Selon leur usage, ces camions peuvent souffrir de divers problèmes d’usure. Prenons les deux exemples d’Hickok. Un camion fourgon de poids moyen utilisé chaque jour pour des livraisons en ville, dans un trafic dense ponctué d’arrêts fréquents, nécessitera un entretien plus soutenu des freins. Son moteur subira aussi une usure accrue à cause des accélérations et décélérations répétées. À l’inverse, un camion de service de poids moyen qui roule surtout en milieu rural, sur de longues distances avec une remorque lourde, et qui doit parfois quitter la route pour accéder à des chantiers, présentera plus souvent des problèmes de transmission.
De manière générale, il affirme que les camions de poids moyen sont surtout sujets à l’usure prématurée des éléments suivants (par ordre de fréquence décroissante) : la transmission, le système électrique, la chaîne cinématique, le moteur, les freins, la climatisation, la suspension et les pneus.
Bien entendu, tout dépend de leur utilisation. Les problèmes de freins, par exemple, sont fréquents pour les véhicules en milieu urbain ou sur des routes montagneuses avec de nombreux dénivelés. Monter ou descendre de telles routes sollicite fortement les freins, la transmission et le moteur (en rétrogradant). Les virages serrés des routes en lacets usent aussi les pneus.
Même les camions roulant en plaine, sur de longues distances et sans arrêts fréquents peuvent connaître une usure des freins s’ils transportent constamment des charges proches ou au-dessus de la limite légale, avertit Hickok.
Repousser les limites
David M. Broadwater Jr., gestionnaire des services de gestion de parc chez Holman, confirme que l’usure excessive provient souvent d’une surcharge ou d’un mauvais usage du véhicule.
« Les parcs ont souvent des camions légers qu’ils surchargent parce qu’ils ne veulent pas passer au gabarit supérieur », explique-t-il. « Il en va de même pour les camions de poids moyen. Certains sont surchargés ou mal utilisés, car l’entreprise ne peut pas se permettre de passer à la catégorie supérieure, même si ce serait nécessaire. »
Selon lui, ces décisions tiennent parfois au fait que la personne responsable du parc n’est pas un véritable gestionnaire de parc.
« Dans certains cas, la personne qui gère le parc vient plutôt du service des achats, de la comptabilité ou des RH. Les gestionnaires de parc aguerris qui connaissent bien les véhicules, les usages et la réglementation se font rares. »

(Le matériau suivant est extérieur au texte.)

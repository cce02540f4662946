//! State shared by every task of one run.

use crate::config::TuningConfig;
use crate::error::{CoreError, CoreResult};
use crate::registry::IndexRegistry;
use crate::scratch::ScratchSpace;
use crate::stats::ImportStats;
use std::path::Path;
use std::sync::atomic::{AtomicBool, Ordering};
use std::sync::Arc;
use tracing::{error, info};
use uuid::Uuid;

/// Requests cancellation of a running import or rebuild.
///
/// Handles are cheap to clone and may be used from any thread. Running
/// tasks notice the request at their next loop iteration and return early;
/// the run then reports [`ImportStatus::Interrupted`](crate::ImportStatus).
#[derive(Debug, Clone, Default)]
pub struct CancelHandle {
    flag: Arc<AtomicBool>,
}

impl CancelHandle {
    /// Creates a handle that is not canceled.
    #[must_use]
    pub fn new() -> Self {
        Self::default()
    }

    /// Requests cancellation.
    pub fn cancel(&self) {
        if !self.flag.swap(true, Ordering::AcqRel) {
            info!("cancellation requested");
        }
    }

    /// Reports that the disk holding `path` is full, which cancels the run.
    pub fn disk_space_exhausted(&self, path: &Path) {
        error!(path = %path.display(), "disk space exhausted, interrupting the run");
        self.flag.store(true, Ordering::Release);
    }

    /// Returns true once cancellation was requested.
    #[must_use]
    pub fn is_canceled(&self) -> bool {
        self.flag.load(Ordering::Acquire)
    }

    pub(crate) fn flag(&self) -> &AtomicBool {
        &self.flag
    }
}

/// Everything a task needs besides its own input.
pub(crate) struct ImportContext {
    pub(crate) run_id: Uuid,
    pub(crate) cancel: CancelHandle,
    pub(crate) stats: Arc<ImportStats>,
    pub(crate) tuning: TuningConfig,
    pub(crate) scratch: ScratchSpace,
    pub(crate) registry: IndexRegistry,
}

impl ImportContext {
    pub(crate) fn new(
        cancel: CancelHandle,
        stats: Arc<ImportStats>,
        tuning: TuningConfig,
        scratch: ScratchSpace,
        registry: IndexRegistry,
    ) -> Self {
        Self {
            run_id: Uuid::new_v4(),
            cancel,
            stats,
            tuning,
            scratch,
            registry,
        }
    }

    pub(crate) fn is_canceled(&self) -> bool {
        self.cancel.is_canceled()
    }

    /// Returns [`CoreError::Canceled`] once the run is canceled.
    pub(crate) fn check_canceled(&self) -> CoreResult<()> {
        if self.is_canceled() {
            Err(CoreError::Canceled)
        } else {
            Ok(())
        }
    }

    /// Stops the run after a task failed.
    pub(crate) fn abort(&self, task: &str, err: &CoreError) {
        if !err.is_canceled() {
            error!(run = %self.run_id, task, error = %err, "task failed, aborting the run");
        }
        self.cancel.flag().store(true, Ordering::Release);
    }
}

#[cfg(test)]
impl ImportContext {
    pub(crate) fn for_tests(registry: IndexRegistry) -> Arc<Self> {
        Arc::new(Self::new(
            CancelHandle::new(),
            Arc::new(ImportStats::new()),
            TuningConfig::default(),
            ScratchSpace::in_memory(),
            registry,
        ))
    }
}

#[cfg(test)]
mod tests {
    use super::*;

    #[test]
    fn clones_share_the_flag() {
        let handle = CancelHandle::new();
        let clone = handle.clone();
        assert!(!clone.is_canceled());
        handle.cancel();
        assert!(clone.is_canceled());
    }

    #[test]
    fn disk_space_exhaustion_cancels() {
        let handle = CancelHandle::new();
        handle.disk_space_exhausted(Path::new("/tmp/scratch"));
        assert!(handle.is_canceled());
    }

    #[test]
    fn abort_sets_the_flag() {
        let ctx = ImportContext::for_tests(IndexRegistry::default());
        assert!(ctx.check_canceled().is_ok());
        ctx.abort("writer", &CoreError::store("boom"));
        assert!(matches!(ctx.check_canceled(), Err(CoreError::Canceled)));
    }
}
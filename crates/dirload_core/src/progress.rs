//! Periodic progress log lines for the whole run.
//!
//! Phase one lines report entries read, phase two lines report merged
//! indexes and committed keys.

use crate::source::EntrySource;
use crate::stats::ImportStats;
use crossbeam_channel::{bounded, RecvTimeoutError, Sender};
use std::sync::Arc;
use std::thread::{self, JoinHandle};
use std::time::{Duration, Instant};
use tracing::{info, warn};

pub(crate) struct ProgressReporter {
    stop: Sender<()>,
    handle: JoinHandle<()>,
}

impl ProgressReporter {
    /// Starts logging every `interval`. Returns `None` when disabled.
    pub(crate) fn start(
        interval: Option<Duration>,
        source: Arc<dyn EntrySource>,
        stats: Arc<ImportStats>,
    ) -> Option<Self> {
        let interval = interval.filter(|d| !d.is_zero())?;
        let (stop, stopped) = bounded::<()>(1);
        let spawned = thread::Builder::new()
            .name("dirload-progress".to_string())
            .spawn(move || {
                let mut tracker = Tracker::new();
                loop {
                    match stopped.recv_timeout(interval) {
                        Err(RecvTimeoutError::Timeout) => {}
                        Ok(()) | Err(RecvTimeoutError::Disconnected) => return,
                    }
                    match tracker.sample(&*source, &stats) {
                        Sample::Loading { read, rate } => info!(
                            read,
                            imported = stats.imported(),
                            rejected = source.entries_rejected(),
                            ignored = source.entries_ignored(),
                            migrated = stats.migrated(),
                            rate = %format!("{rate:.1}/s"),
                            "import progress"
                        ),
                        Sample::Merging { indexes, keys, rate } => info!(
                            indexes_merged = indexes,
                            keys_written = keys,
                            rate = %format!("{rate:.1} keys/s"),
                            "merge progress"
                        ),
                    }
                }
            });
        match spawned {
            Ok(handle) => Some(Self { stop, handle }),
            Err(err) => {
                warn!(error = %err, "could not start the progress reporter");
                None
            }
        }
    }

    pub(crate) fn stop(self) {
        let _ = self.stop.send(());
        let _ = self.handle.join();
    }
}

/// One progress line.
#[derive(Debug, Clone, Copy, PartialEq)]
enum Sample {
    Loading { read: u64, rate: f64 },
    Merging { indexes: u64, keys: u64, rate: f64 },
}

/// Rates since the previous line.
struct Tracker {
    last_read: u64,
    last_keys: u64,
    last_time: Instant,
}

impl Tracker {
    fn new() -> Self {
        Self {
            last_read: 0,
            last_keys: 0,
            last_time: Instant::now(),
        }
    }

    fn sample(&mut self, source: &dyn EntrySource, stats: &ImportStats) -> Sample {
        let elapsed = self.last_time.elapsed().as_secs_f64();
        let per_second = |delta: u64| if elapsed > 0.0 { delta as f64 / elapsed } else { 0.0 };
        self.last_time = Instant::now();

        if stats.is_merging() {
            let keys = stats.keys_written();
            let rate = per_second(keys.saturating_sub(self.last_keys));
            self.last_keys = keys;
            Sample::Merging {
                indexes: stats.indexes_merged(),
                keys,
                rate,
            }
        } else {
            let read = source.entries_read();
            let rate = per_second(read.saturating_sub(self.last_read));
            self.last_read = read;
            Sample::Loading { read, rate }
        }
    }
}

Parfois, la gestion du parc n’est qu’un volet secondaire des responsabilités du gestionnaire. Ce manque de spécialisation est aggravé par une méconnaissance de l’utilisation réelle des véhicules : les responsables qui les commandent croient qu’ils seront utilisés d’une certaine façon, alors qu’en réalité, les conducteurs les sollicitent bien plus.

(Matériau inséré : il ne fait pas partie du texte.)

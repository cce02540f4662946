//! Packed integer encoding shared by the sort buffers and scratch files.
//!
//! Unsigned values use LEB128 (seven bits per byte, low group first, high
//! bit set on every byte but the last). Signed counts are zigzag mapped
//! first so the `-1` undefined marker takes a single byte.

use crate::error::{CoreError, CoreResult};

/// Longest encoding of a `u64`.
pub const MAX_PACKED_LEN: usize = 10;

/// Returns the encoded length of `value`.
#[must_use]
pub const fn packed_len(mut value: u64) -> usize {
    let mut len = 1;
    while value >= 0x80 {
        value >>= 7;
        len += 1;
    }
    len
}

/// Appends the packed form of `value` to `out`.
pub fn write_packed(out: &mut Vec<u8>, mut value: u64) {
    while value >= 0x80 {
        out.push((value as u8) | 0x80);
        value >>= 7;
    }
    out.push(value as u8);
}

/// Appends the zigzag packed form of a signed value.
pub fn write_packed_signed(out: &mut Vec<u8>, value: i64) {
    write_packed(out, zigzag(value));
}

/// Decodes a packed value from the front of `input`.
///
/// Returns the value and the number of bytes consumed, or `None` if `input`
/// ends before the value does.
///
/// # Errors
///
/// Returns an error if the encoding is longer than any `u64` can need.
pub fn read_packed(input: &[u8]) -> CoreResult<Option<(u64, usize)>> {
    let mut value = 0u64;
    for (i, byte) in input.iter().enumerate() {
        if i >= MAX_PACKED_LEN {
            return Err(CoreError::scratch_corruption("packed integer overflows u64"));
        }
        value |= u64::from(byte & 0x7f) << (7 * i);
        if byte & 0x80 == 0 {
            return Ok(Some((value, i + 1)));
        }
    }
    if input.len() >= MAX_PACKED_LEN {
        return Err(CoreError::scratch_corruption("packed integer overflows u64"));
    }
    Ok(None)
}

/// Maps a signed value onto the unsigned range, small magnitudes first.
#[must_use]
pub const fn zigzag(value: i64) -> u64 {
    ((value << 1) ^ (value >> 63)) as u64
}

/// Inverse of [`zigzag`].
#[must_use]
pub const fn unzigzag(value: u64) -> i64 {
    ((value >> 1) as i64) ^ -((value & 1) as i64)
}

#[cfg(test)]
mod tests {
    use super::*;
    use proptest::prelude::*;

    #[test]
    fn known_encodings() {
        let mut out = Vec::new();
        write_packed(&mut out, 0);
        write_packed(&mut out, 127);
        write_packed(&mut out, 128);
        write_packed(&mut out, 300);
        assert_eq!(out, vec![0x00, 0x7f, 0x80, 0x01, 0xac, 0x02]);
    }

    #[test]
    fn undefined_marker_is_one_byte() {
        let mut out = Vec::new();
        write_packed_signed(&mut out, -1);
        assert_eq!(out, vec![0x01]);
        assert_eq!(unzigzag(1), -1);
    }

    #[test]
    fn truncated_input_is_incomplete() {
        assert!(read_packed(&[0x80, 0x80]).unwrap().is_none());
        assert!(read_packed(&[]).unwrap().is_none());
    }

    #[test]
    fn overlong_input_is_corrupt() {
        let input = [0xffu8; 11];
        assert!(read_packed(&input).is_err());
    }

    proptest! {
        #[test]
        fn packed_length_matches_encoding(value in any::<u64>()) {
            let mut out = Vec::new();
            write_packed(&mut out, value);
            prop_assert_eq!(out.len(), packed_len(value));
            prop_assert_eq!(read_packed(&out).unwrap(), Some((value, out.len())));
        }

        #[test]
        fn zigzag_is_invertible(value in any::<i64>()) {
            prop_assert_eq!(unzigzag(zigzag(value)), value);
        }
    }
}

Autre enjeu : le budget. Les gestionnaires de parc peuvent faire des choix uniquement basés sur les coûts d’acquisition, en omettant d’évaluer les conséquences à long terme. « Pour respecter le budget, ils font des compromis sur les spécifications, ce qui nuit à la performance globale sur le terrain », ajoute Broadwater. « Ils ne tiennent pas compte du coût total d’exploitation à la fin du cycle de vie. »
Choisir le bon fournisseur
Pour bien entretenir les camions de poids moyen, Broadwater insiste sur l’importance de collaborer avec un atelier compétent. « Il faut s’associer à un bon fournisseur », explique-t-il. « C’est crucial, car selon où vous tracez la frontière entre les véhicules légers et moyens, vous pourriez apporter un F-450 (Ford) dans un atelier pour véhicules légers. Ils sauront peut-être changer l’huile et les freins, mais ont-ils les compétences pour détecter une usure prématurée ou d’autres problèmes lors d’un entretien préventif ? Probablement pas. »

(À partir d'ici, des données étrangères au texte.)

//! Buffered file backend for on-disk scratch files.

use crate::backend::ScratchBackend;
use crate::error::{StorageError, StorageResult};
use parking_lot::Mutex;
use std::fs::{File, OpenOptions};
use std::io::{Read, Seek, SeekFrom, Write};
use std::path::{Path, PathBuf};

/// Default size of the in-process write buffer.
pub const DEFAULT_WRITE_BUFFER_SIZE: usize = 8 * 1024;

/// A file-based scratch backend.
///
/// Appends are staged in an in-process buffer and written out whenever the
/// buffer fills, so the many small record writes of a scratch writer turn
/// into a few large sequential writes. Reads that touch staged bytes flush
/// them first.
///
/// # Thread Safety
///
/// This backend is thread-safe and can be shared across threads.
/// A single internal lock serialises seeks, reads and writes.
///
/// # Example
///
/// ```no_run
/// use dirload_storage::{ScratchBackend, FileBackend};
/// use std::path::Path;
///
/// let mut backend = FileBackend::create(Path::new("cn.equality")).unwrap();
/// backend.append(b"record").unwrap();
/// backend.flush().unwrap();
/// backend.discard().unwrap();
/// ```
#[derive(Debug)]
pub struct FileBackend {
    path: PathBuf,
    write_buffer_size: usize,
    inner: Mutex<FileInner>,
}

#[derive(Debug)]
struct FileInner {
    file: Option<File>,
    pending: Vec<u8>,
    written: u64,
}

impl FileInner {
    fn file(&mut self) -> StorageResult<&mut File> {
        self.file.as_mut().ok_or(StorageError::Discarded)
    }

    fn drain_pending(&mut self) -> StorageResult<()> {
        if self.pending.is_empty() {
            return Ok(());
        }
        let pending = std::mem::take(&mut self.pending);
        let written = self.written;
        let file = self.file()?;
        file.seek(SeekFrom::Start(written))?;
        file.write_all(&pending)?;
        self.written += pending.len() as u64;
        self.pending = pending;
        self.pending.clear();
        Ok(())
    }

    fn size(&self) -> u64 {
        self.written + self.pending.len() as u64
    }
}

impl FileBackend {
    /// Creates a new, empty scratch file, truncating any existing file.
    ///
    /// # Errors
    ///
    /// Returns an error if the file cannot be created.
    pub fn create(path: &Path) -> StorageResult<Self> {
        Self::create_with_buffer(path, DEFAULT_WRITE_BUFFER_SIZE)
    }

    /// Creates a new scratch file with a custom write buffer size.
    ///
    /// # Errors
    ///
    /// Returns an error if the file cannot be created.
    pub fn create_with_buffer(path: &Path, write_buffer_size: usize) -> StorageResult<Self> {
        let file = OpenOptions::new()
            .read(true)
            .write(true)
            .create(true)
            .truncate(true)
            .open(path)?;

        Ok(Self {
            path: path.to_path_buf(),
            write_buffer_size: write_buffer_size.max(1),
            inner: Mutex::new(FileInner {
                file: Some(file),
                pending: Vec::with_capacity(write_buffer_size),
                written: 0,
            }),
        })
    }

    /// Opens an existing file for reading and further appends.
    ///
    /// # Errors
    ///
    /// Returns an error if the file cannot be opened.
    pub fn open(path: &Path) -> StorageResult<Self> {
        let file = OpenOptions::new().read(true).write(true).open(path)?;
        let written = file.metadata()?.len();

        Ok(Self {
            path: path.to_path_buf(),
            write_buffer_size: DEFAULT_WRITE_BUFFER_SIZE,
            inner: Mutex::new(FileInner {
                file: Some(file),
                pending: Vec::with_capacity(DEFAULT_WRITE_BUFFER_SIZE),
                written,
            }),
        })
    }

    /// Creates a scratch file, creating parent directories if needed.
    ///
    /// # Errors
    ///
    /// Returns an error if directories cannot be created or the file cannot
    /// be created.
    pub fn create_with_dirs(path: &Path) -> StorageResult<Self> {
        if let Some(parent) = path.parent() {
            std::fs::create_dir_all(parent)?;
        }
        Self::create(path)
    }

    /// Returns the path to the underlying file.
    #[must_use]
    pub fn path(&self) -> &Path {
        &self.path
    }
}

impl ScratchBackend for FileBackend {
    fn read_at(&self, offset: u64, len: usize) -> StorageResult<Vec<u8>> {
        let mut buffer = vec![0u8; len];
        let read = self.read_into(offset, &mut buffer)?;
        if read < len {
            let size = self.inner.lock().size();
            return Err(StorageError::ReadPastEnd { offset, len, size });
        }
        Ok(buffer)
    }

    fn read_into(&self, offset: u64, buf: &mut [u8]) -> StorageResult<usize> {
        let mut inner = self.inner.lock();
        let size = inner.size();
        if inner.file.is_none() {
            return Err(StorageError::Discarded);
        }
        if offset > size {
            return Err(StorageError::ReadPastEnd {
                offset,
                len: buf.len(),
                size,
            });
        }

        let available = (size - offset).min(buf.len() as u64) as usize;
        if available == 0 {
            return Ok(0);
        }
        if offset + available as u64 > inner.written {
            inner.drain_pending()?;
        }

        let file = inner.file()?;
        file.seek(SeekFrom::Start(offset))?;
        file.read_exact(&mut buf[..available])?;
        Ok(available)
    }

    fn append(&mut self, data: &[u8]) -> StorageResult<u64> {
        let write_buffer_size = self.write_buffer_size;
        let inner = self.inner.get_mut();
        if inner.file.is_none() {
            return Err(StorageError::Discarded);
        }

        let offset = inner.size();
        if data.len() >= write_buffer_size {
            inner.drain_pending()?;
            let written = inner.written;
            let file = inner.file()?;
            file.seek(SeekFrom::Start(written))?;
            file.write_all(data)?;
            inner.written += data.len() as u64;
        } else {
            inner.pending.extend_from_slice(data);
            if inner.pending.len() >= write_buffer_size {
                inner.drain_pending()?;
            }
        }

        Ok(offset)
    }

    fn flush(&mut self) -> StorageResult<()> {
        let inner = self.inner.get_mut();
        inner.drain_pending()?;
        inner.file()?.flush()?;
        Ok(())
    }

    fn size(&self) -> StorageResult<u64> {
        let inner = self.inner.lock();
        if inner.file.is_none() {
            return Err(StorageError::Discarded);
        }
        Ok(inner.size())
    }

    fn sync(&mut self) -> StorageResult<()> {
        let inner = self.inner.get_mut();
        inner.drain_pending()?;
        inner.file()?.sync_all()?;
        Ok(())
    }

    fn discard(&self) -> StorageResult<()> {
        let mut inner = self.inner.lock();
        if inner.file.take().is_none() {
            return Ok(());
        }
        inner.pending.clear();
        match std::fs::remove_file(&self.path) {
            Ok(()) => Ok(()),
            Err(e) if e.kind() == std::io::ErrorKind::NotFound => Ok(()),
            Err(e) => Err(e.into()),
        }
    }
}

#[cfg(test)]
mod tests {
    use super::*;
    use tempfile::tempdir;

    #[test]
    fn file_create_new() {
        let dir = tempdir().unwrap();
        let path = dir.path().join("cn.equality");

        let backend = FileBackend::create(&path).unwrap();
        assert_eq!(backend.size().unwrap(), 0);
        assert!(path.exists());
    }

    #[test]
    fn file_append_and_read() {
        let dir = tempdir().unwrap();
        let path = dir.path().join("scratch.bin");

        let mut backend = FileBackend::create(&path).unwrap();

        let offset1 = backend.append(b"hello").unwrap();
        assert_eq!(offset1, 0);

        let offset2 = backend.append(b" world").unwrap();
        assert_eq!(offset2, 5);

        assert_eq!(backend.size().unwrap(), 11);

        let data = backend.read_at(0, 11).unwrap();
        assert_eq!(&data, b"hello world");
    }

    #[test]
    fn staged_bytes_are_readable_before_flush() {
        let dir = tempdir().unwrap();
        let path = dir.path().join("scratch.bin");

        let mut backend = FileBackend::create_with_buffer(&path, 1024).unwrap();
        backend.append(b"abc").unwrap();

        let mut window = [0u8; 8];
        let read = backend.read_into(1, &mut window).unwrap();
        assert_eq!(&window[..read], b"bc");
    }

    #[test]
    fn large_append_bypasses_buffer() {
        let dir = tempdir().unwrap();
        let path = dir.path().join("scratch.bin");

        let mut backend = FileBackend::create_with_buffer(&path, 4).unwrap();
        backend.append(b"ab").unwrap();
        let offset = backend.append(b"0123456789").unwrap();
        assert_eq!(offset, 2);
        backend.flush().unwrap();

        assert_eq!(std::fs::metadata(&path).unwrap().len(), 12);
        assert_eq!(backend.read_at(2, 10).unwrap(), b"0123456789");
    }

    #[test]
    fn file_read_past_end_fails() {
        let dir = tempdir().unwrap();
        let path = dir.path().join("scratch.bin");

        let mut backend = FileBackend::create(&path).unwrap();
        backend.append(b"hello").unwrap();

        let result = backend.read_at(10, 5);
        assert!(matches!(result, Err(StorageError::ReadPastEnd { .. })));
        let result = backend.read_at(3, 5);
        assert!(matches!(result, Err(StorageError::ReadPastEnd { .. })));
    }

    #[test]
    fn reopen_after_sync() {
        let dir = tempdir().unwrap();
        let path = dir.path().join("scratch.bin");

        {
            let mut backend = FileBackend::create(&path).unwrap();
            backend.append(b"persistent data").unwrap();
            backend.sync().unwrap();
        }

        let backend = FileBackend::open(&path).unwrap();
        assert_eq!(backend.size().unwrap(), 15);
        assert_eq!(backend.read_at(0, 15).unwrap(), b"persistent data");
    }

    #[test]
    fn discard_removes_file() {
        let dir = tempdir().unwrap();
        let path = dir.path().join("scratch.bin");

        let mut backend = FileBackend::create(&path).unwrap();
        backend.append(b"x").unwrap();
        backend.discard().unwrap();

        assert!(!path.exists());
        assert!(matches!(backend.size(), Err(StorageError::Discarded)));
        backend.discard().unwrap();
    }
}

Il est essentiel de travailler avec un atelier qui connaît bien les véhicules de poids moyen. « L’atelier est-il assez grand pour accueillir votre véhicule en le conduisant à l’intérieur? Ont-ils un pont élévateur adapté ? Ou bien font-ils l’entretien dehors, à plat ventre, allongés sous le véhicule sans pouvoir inspecter le dessous comme il faut ? »
Cette exigence vaut aussi pour l’aménagement des véhicules. Broadwater se souvient d’un client dont les composants de suspension s’usaient prématurément. Son équipe a découvert que l’aménageur n’avait pas fait son travail correctement.
« Le camion n’était pas de niveau », explique-t-il. « La grue, la boîte à outils et le compresseur d’air étaient tous installés du même côté. Résultat : cette partie du véhicule consommait les freins, les rotules lâchaient, les lames de ressorts se fissuraient… c’était un vrai gâchis. Voilà ce qui arrive quand on confie l’aménagement du châssis à un ami, au lieu de faire appel à un professionnel reconnu qui connaît les véhicules de poids moyen. On en a pour son argent. »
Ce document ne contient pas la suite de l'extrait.